Find the line that contains "assert!(!fired.load(std::sync::atomic::Ordering::SeqCst));" in the entries below. Write out that line and all that follow it, unchanged and alone.

** Opening Provided data block **

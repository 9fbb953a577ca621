use typeweave_core::{BigIntLiteral, DefinitionMap, Error, Node};

use super::to_schema;

fn json(node: &Node, definitions: &DefinitionMap) -> String {
    let (graph, root) = to_schema(node, definitions).unwrap();
    serde_json::to_string_pretty(&graph.to_json_schema(root).unwrap()).unwrap()
}

fn json_err(node: &Node) -> Error {
    let (graph, root) = to_schema(node, &DefinitionMap::new()).unwrap();
    graph.to_json_schema(root).unwrap_err()
}

#[test]
fn object_with_optional_property() {
    let node = Node::object([
        ("name", Node::String),
        ("age", Node::optional(Node::Number)),
        ("tags", Node::set(Node::String)),
        ("kind", Node::literal("user")),
    ]);
    insta::assert_snapshot!(json(&node, &DefinitionMap::new()), @r#"
    {
      "$schema": "https://json-schema.org/draft/2020-12/schema",
      "type": "object",
      "properties": {
        "name": {
          "type": "string"
        },
        "age": {
          "type": "number"
        },
        "tags": {
          "type": "array",
          "items": {
            "type": "string"
          },
          "uniqueItems": true
        },
        "kind": {
          "const": "user"
        }
      },
      "required": [
        "name",
        "tags",
        "kind"
      ]
    }
    "#);
}

#[test]
fn recursive_definition_uses_defs() {
    let mut definitions = DefinitionMap::new();
    definitions.insert(
        "Tree",
        Node::object([("children", Node::array(Node::reference("Tree", None)))]),
        None,
    );
    insta::assert_snapshot!(json(&Node::reference("Tree", None), &definitions), @r##"
    {
      "$schema": "https://json-schema.org/draft/2020-12/schema",
      "$ref": "#/$defs/Tree",
      "$defs": {
        "Tree": {
          "type": "object",
          "properties": {
            "children": {
              "type": "array",
              "items": {
                "$ref": "#/$defs/Tree"
              }
            }
          },
          "required": [
            "children"
          ]
        }
      }
    }
    "##);
}

#[test]
fn tuple_union_and_record() {
    let node = Node::tuple(vec![
        Node::union(vec![Node::String, Node::Null]).unwrap(),
        Node::record(Node::String, Node::Never),
        Node::optional(Node::Boolean),
    ])
    .unwrap();
    insta::assert_snapshot!(json(&node, &DefinitionMap::new()), @r#"
    {
      "$schema": "https://json-schema.org/draft/2020-12/schema",
      "type": "array",
      "prefixItems": [
        {
          "anyOf": [
            {
              "type": "string"
            },
            {
              "type": "null"
            }
          ]
        },
        {
          "type": "object",
          "additionalProperties": {
            "not": {}
          }
        },
        {
          "type": "boolean"
        }
      ],
      "items": false,
      "minItems": 2
    }
    "#);
}

#[test]
fn record_with_literal_keys_has_property_names() {
    let keys = Node::union(vec![Node::literal("a"), Node::literal("b")]).unwrap();
    let node = Node::record(keys, Node::Any);
    insta::assert_snapshot!(json(&node, &DefinitionMap::new()), @r#"
    {
      "$schema": "https://json-schema.org/draft/2020-12/schema",
      "type": "object",
      "propertyNames": {
        "anyOf": [
          {
            "const": "a"
          },
          {
            "const": "b"
          }
        ]
      },
      "additionalProperties": {}
    }
    "#);
}

#[test]
fn unsupported_features() {
    let cases = [
        (Node::Undefined, "undefined"),
        (Node::Void, "void"),
        (Node::BigInt, "bigint"),
        (Node::Date, "date"),
        (Node::RegExp, "regexp"),
        (Node::map(Node::String, Node::Number), "map"),
        (Node::function(vec![], None), "function"),
        (Node::literal(BigIntLiteral::from(5)), "bigint literal"),
        (Node::literal(f64::NAN), "non-finite number literal"),
    ];
    for (node, feature) in cases {
        assert_eq!(json_err(&node), Error::unsupported("JSON Schema", feature));
    }
}

#[test]
fn optional_outside_properties_is_unsupported() {
    let cases = [
        Node::optional(Node::String),
        Node::array(Node::optional(Node::String)),
        Node::union(vec![Node::String, Node::Number, Node::Undefined]).unwrap(),
        Node::object([("ids", Node::set(Node::optional(Node::Number)))]),
    ];
    for node in cases {
        assert_eq!(json_err(&node), Error::unsupported("JSON Schema", "undefined"));
    }
}
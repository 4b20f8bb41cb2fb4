use chrono::{DateTime, NaiveDate, Utc};
use serde::{Deserialize, Serialize};
use serde_json::Value;
use sqlx::types::Json;
use uuid::Uuid;

pub const ACTIVE_STATE_TEXTS: [&str; 2] = ["Publicada", "Publicada - Segundo llamado"];
pub const CLOSED_STATE_TEXT: &str = "Cerrada";

/// A single procurement opportunity. `code` is globally unique; static
/// fields (name, publication date, organism) are set once at first insert
/// and never overwritten by a later bulk upsert.
#[derive(Debug, Clone, Serialize, Deserialize, sqlx::FromRow)]
pub struct Tender {
    pub id: Uuid,
    pub code: String,
    pub name: String,
    pub amount: Option<i64>,
    pub publication_date: NaiveDate,
    pub close_at: DateTime<Utc>,
    pub second_call_close_at: Option<DateTime<Utc>>,
    pub state_text: String,
    pub state_tag: i32,
    pub bidder_count: i32,
    pub description: Option<String>,
    pub address: Option<String>,
    pub lead_time_days: Option<i32>,
    pub products: Option<Value>,
    pub score: i64,
    pub trace: Json<Vec<String>>,
    pub organism_id: Uuid,
    pub created_at: DateTime<Utc>,
    pub updated_at: DateTime<Utc>,
}

/// One listing row as harvested from the upstream API, before organism
/// names have been resolved to ids.
#[derive(Debug, Clone)]
pub struct TenderUpsert {
    pub code: String,
    pub name: String,
    pub amount: Option<i64>,
    pub publication_date: NaiveDate,
    pub close_at: DateTime<Utc>,
    pub second_call_close_at: Option<DateTime<Utc>>,
    pub state_text: String,
    pub state_tag: i32,
    pub bidder_count: i32,
    pub organism_name: String,
}

/// Lightweight projection used to recompute scores against a fresh rules
/// snapshot without paying for the full row.
#[derive(Debug, Clone, sqlx::FromRow)]
pub struct ScoreCandidate {
    pub id: Uuid,
    pub code: String,
    pub name: String,
    pub state_text: String,
    pub description: Option<String>,
    pub products: Option<Value>,
    pub score: i64,
    pub organism_name: String,
}

/// Identifies a tender still missing its detail fetch.
#[derive(Debug, Clone, sqlx::FromRow)]
pub struct DetailCandidate {
    pub id: Uuid,
    pub code: String,
    pub name: String,
    pub organism_name: String,
}

/// Normalized detail payload. `state_text`/`state_tag` are only written when
/// present: the detail fetch doesn't always carry a fresher state than the
/// listing did.
#[derive(Debug, Clone, Default)]
pub struct DetailRecord {
    pub description: Option<String>,
    pub address: Option<String>,
    pub lead_time_days: Option<i32>,
    pub second_call_close_at: Option<DateTime<Utc>>,
    pub products: Option<Value>,
    pub state_text: Option<String>,
    pub state_tag: Option<i32>,
}

/// One pending score write, produced by a recompute pass.
#[derive(Debug, Clone)]
pub struct ScoreUpdate {
    pub id: Uuid,
    pub score: i64,
    pub trace: Vec<String>,
}
pub mod detail;
pub mod metrics;
pub mod scraper;
pub mod session;

pub use detail::{normalize_detail_payload, DetailPayload};
pub use metrics::ScraperMetrics;
pub use scraper::Scraper;
pub use session::{ChromeSessionAcquirer, Session, SessionAcquirer};
use std::collections::HashSet;
use std::future::Future;
use std::pin::Pin;
use std::sync::Arc;
use std::time::Duration;

use chrono::{DateTime, NaiveDate, Utc};
use qb_common::Settings;
use tracing::{error, info};

/// Tracks which (day, job) pairs have already fired, so a job that matches
/// its scheduled time on several consecutive ticks still only runs once per
/// calendar day. Deliberately synchronous and side-effect-free: no clock,
/// no I/O, easy to drive directly from a test.
#[derive(Default)]
pub struct ExecutedTracker {
    executed: HashSet<(NaiveDate, &'static str)>,
}

impl ExecutedTracker {
    pub fn new() -> Self {
        Self::default()
    }

    /// Returns `true` and records the firing if `job` hasn't already run
    /// today; returns `false` if it has. Entries from prior days are
    /// dropped first so the set doesn't grow without bound.
    pub fn try_mark(&mut self, today: NaiveDate, job: &'static str) -> bool {
        self.executed.retain(|(day, _)| *day == today);
        self.executed.insert((today, job))
    }
}

const TICK_INTERVAL: Duration = Duration::from_secs(30);

/// One scheduled job: an enabled flag, an `HH:mm` fire time, and the async
/// work to run when it fires.
pub struct ScheduledJob {
    pub name: &'static str,
    pub dispatch: Box<dyn Fn() -> Pin<Box<dyn Future<Output = ()> + Send>> + Send + Sync>,
}

/// Wall-clock scheduler. Ticks every 30 seconds, reloads settings on every
/// tick (so a user edit takes effect within one tick), and dispatches a
/// job's work the first time its `HH:mm` matches the current time on a
/// given day. Never runs a job while the task runner is already busy — the
/// tick is simply skipped and retried on the next one.
pub struct Scheduler {
    settings_path: std::path::PathBuf,
    is_busy: Arc<dyn Fn() -> bool + Send + Sync>,
    auto_extract: ScheduledJob,
    auto_update: ScheduledJob,
    tracker: tokio::sync::Mutex<ExecutedTracker>,
}

impl Scheduler {
    pub fn new(
        settings_path: std::path::PathBuf,
        is_busy: Arc<dyn Fn() -> bool + Send + Sync>,
        auto_extract: ScheduledJob,
        auto_update: ScheduledJob,
    ) -> Self {
        Self {
            settings_path,
            is_busy,
            auto_extract,
            auto_update,
            tracker: tokio::sync::Mutex::new(ExecutedTracker::new()),
        }
    }

    /// Evaluates one tick against `now`. Exposed directly so a test can
    /// drive arbitrary timestamps without real sleeping.
    pub async fn tick(&self, now: DateTime<Utc>) {
        if (self.is_busy)() {
            return;
        }

        let settings = match Settings::load_or_init(&self.settings_path) {
            Ok(s) => s,
            Err(e) => {
                error!(error = %e, "failed to load settings during scheduler tick");
                return;
            }
        };

        let today = now.date_naive();
        let current_hhmm = now.format("%H:%M").to_string();

        if settings.auto_extract_enabled && settings.auto_extract_time == current_hhmm {
            let mut tracker = self.tracker.lock().await;
            if tracker.try_mark(today, self.auto_extract.name) {
                info!(job = self.auto_extract.name, "scheduled job firing");
                (self.auto_extract.dispatch)().await;
            }
        }

        if settings.auto_update_enabled && settings.auto_update_time == current_hhmm {
            let mut tracker = self.tracker.lock().await;
            if tracker.try_mark(today, self.auto_update.name) {
                info!(job = self.auto_update.name, "scheduled job firing");
                (self.auto_update.dispatch)().await;
            }
        }
    }

    /// Runs the tick loop forever. Intended to be spawned once at startup.
    pub async fn run(self: Arc<Self>) {
        let mut interval = tokio::time::interval(TICK_INTERVAL);
        loop {
            interval.tick().await;
            self.tick(Utc::now()).await;
        }
    }
}

#[cfg(test)]
mod tests {
    use super::*;
    use chrono::TimeZone;

    fn d(s: &str) -> NaiveDate {
        NaiveDate::parse_from_str(s, "%Y-%m-%d").unwrap()
    }

    #[test]
    fn fires_once_per_day_then_refuses_a_repeat() {
        let mut tracker = ExecutedTracker::new();
        assert!(tracker.try_mark(d("2026-07-27"), "auto_extract"));
        assert!(!tracker.try_mark(d("2026-07-27"), "auto_extract"));
    }

    #[test]
    fn different_jobs_on_the_same_day_are_independent() {
        let mut tracker = ExecutedTracker::new();
        assert!(tracker.try_mark(d("2026-07-27"), "auto_extract"));
        assert!(tracker.try_mark(d("2026-07-27"), "auto_update"));
    }

    #[test]
    fn a_new_day_resets_the_tracker() {
        let mut tracker = ExecutedTracker::new();
        assert!(tracker.try_mark(d("2026-07-27"), "auto_extract"));
        assert!(tracker.try_mark(d("2026-07-28"), "auto_extract"));
    }

    #[tokio::test]
    async fn tick_skips_dispatch_while_task_runner_busy() {
        let dir = tempfile_dir();
        let settings_path = dir.join("settings.json");
        qb_common::Settings {
            auto_extract_enabled: true,
            auto_extract_time: "08:00".to_string(),
            ..Default::default()
        }
        .write(&settings_path)
        .unwrap();

        let fired = Arc::new(std::sync::atomic::AtomicBool::new(false));
        let fired_clone = fired.clone();

        let scheduler = Scheduler::new(
            settings_path,
            Arc::new(|| true),
            ScheduledJob {
                name: "auto_extract",
                dispatch: Box::new(move || {
                    let fired = fired_clone.clone();
                    Box::pin(async move {
                        fired.store(true, std::sync::atomic::Ordering::SeqCst);
                    })
                }),
            },
            ScheduledJob {
                name: "auto_update",
                dispatch: Box::new(|| Box::pin(async {})),
            },
        );

        let now = Utc.with_ymd_and_hms(2026, 7, 27, 8, 0, 0).unwrap();
        scheduler.tick(now).await;
        assert!(!fired.load(std::sync::atomic::Ordering::SeqCst));
    }

    #[tokio::test]
    async fn tick_dispatches_matching_job_exactly_once() {
        let dir = tempfile_dir();
        let settings_path = dir.join("settings.json");
        qb_common::Settings {
            auto_extract_enabled: true,
            auto_extract_time: "08:00".to_string(),
            ..Default::default()
        }
        .write(&settings_path)
        .unwrap();

        let fire_count = Arc::new(std::sync::atomic::AtomicU32::new(0));
        let fire_count_clone = fire_count.clone();

        let scheduler = Scheduler::new(
            settings_path,
            Arc::new(|| false),
            ScheduledJob {
                name: "auto_extract",
                dispatch: Box::new(move || {
                    let fire_count = fire_count_clone.clone();
                    Box::pin(async move {
                        fire_count.fetch_add(1, std::sync::atomic::Ordering::SeqCst);
                    })
                }),
            },
            ScheduledJob {
                name: "auto_update",
                dispatch: Box::new(|| Box::pin(async {})),
            },
        );

        let now = Utc.with_ymd_and_hms(2026, 7, 27, 8, 0, 0).unwrap();
        scheduler.tick(now).await;
        scheduler.tick(now).await;
        assert_eq!(fire_count.load(std::sync::atomic::Ordering::SeqCst), 1);
    }

    fn tempfile_dir() -> std::path::PathBuf {
        let dir = std::env::temp_dir().join(format!(
            "qb-scheduler-test-{:?}",
            std::thread::current().id()
        ));
        std::fs::create_dir_all(&dir).unwrap();
        dir
    }
}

** Closing Provided data block **

> **Exercise answer**:
        assert!(!fired.load(std::sync::atomic::Ordering::SeqCst));
    }

    #[tokio::test]
    async fn tick_dispatches_matching_job_exactly_once() {
        let dir = tempfile_dir();
        let settings_path = dir.join("settings.json");
        qb_common::Settings {
            auto_extract_enabled: true,
            auto_extract_time: "08:00".to_string(),
            ..Default::default()
        }
        .write(&settings_path)
        .unwrap();

        let fire_count = Arc::new(std::sync::atomic::AtomicU32::new(0));
        let fire_count_clone = fire_count.clone();

        let scheduler = Scheduler::new(
            settings_path,
            Arc::new(|| false),
            ScheduledJob {
                name: "auto_extract",
                dispatch: Box::new(move || {
                    let fire_count = fire_count_clone.clone();
                    Box::pin(async move {
                        fire_count.fetch_add(1, std::sync::atomic::Ordering::SeqCst);
                    })
                }),
            },
            ScheduledJob {
                name: "auto_update",
                dispatch: Box::new(|| Box::pin(async {})),
            },
        );

        let now = Utc.with_ymd_and_hms(2026, 7, 27, 8, 0, 0).unwrap();
        scheduler.tick(now).await;
        scheduler.tick(now).await;
        assert_eq!(fire_count.load(std::sync::atomic::Ordering::SeqCst), 1);
    }

    fn tempfile_dir() -> std::path::PathBuf {
        let dir = std::env::temp_dir().join(format!(
            "qb-scheduler-test-{:?}",
            std::thread::current().id()
        ));
        std::fs::create_dir_all(&dir).unwrap();
        dir
    }
}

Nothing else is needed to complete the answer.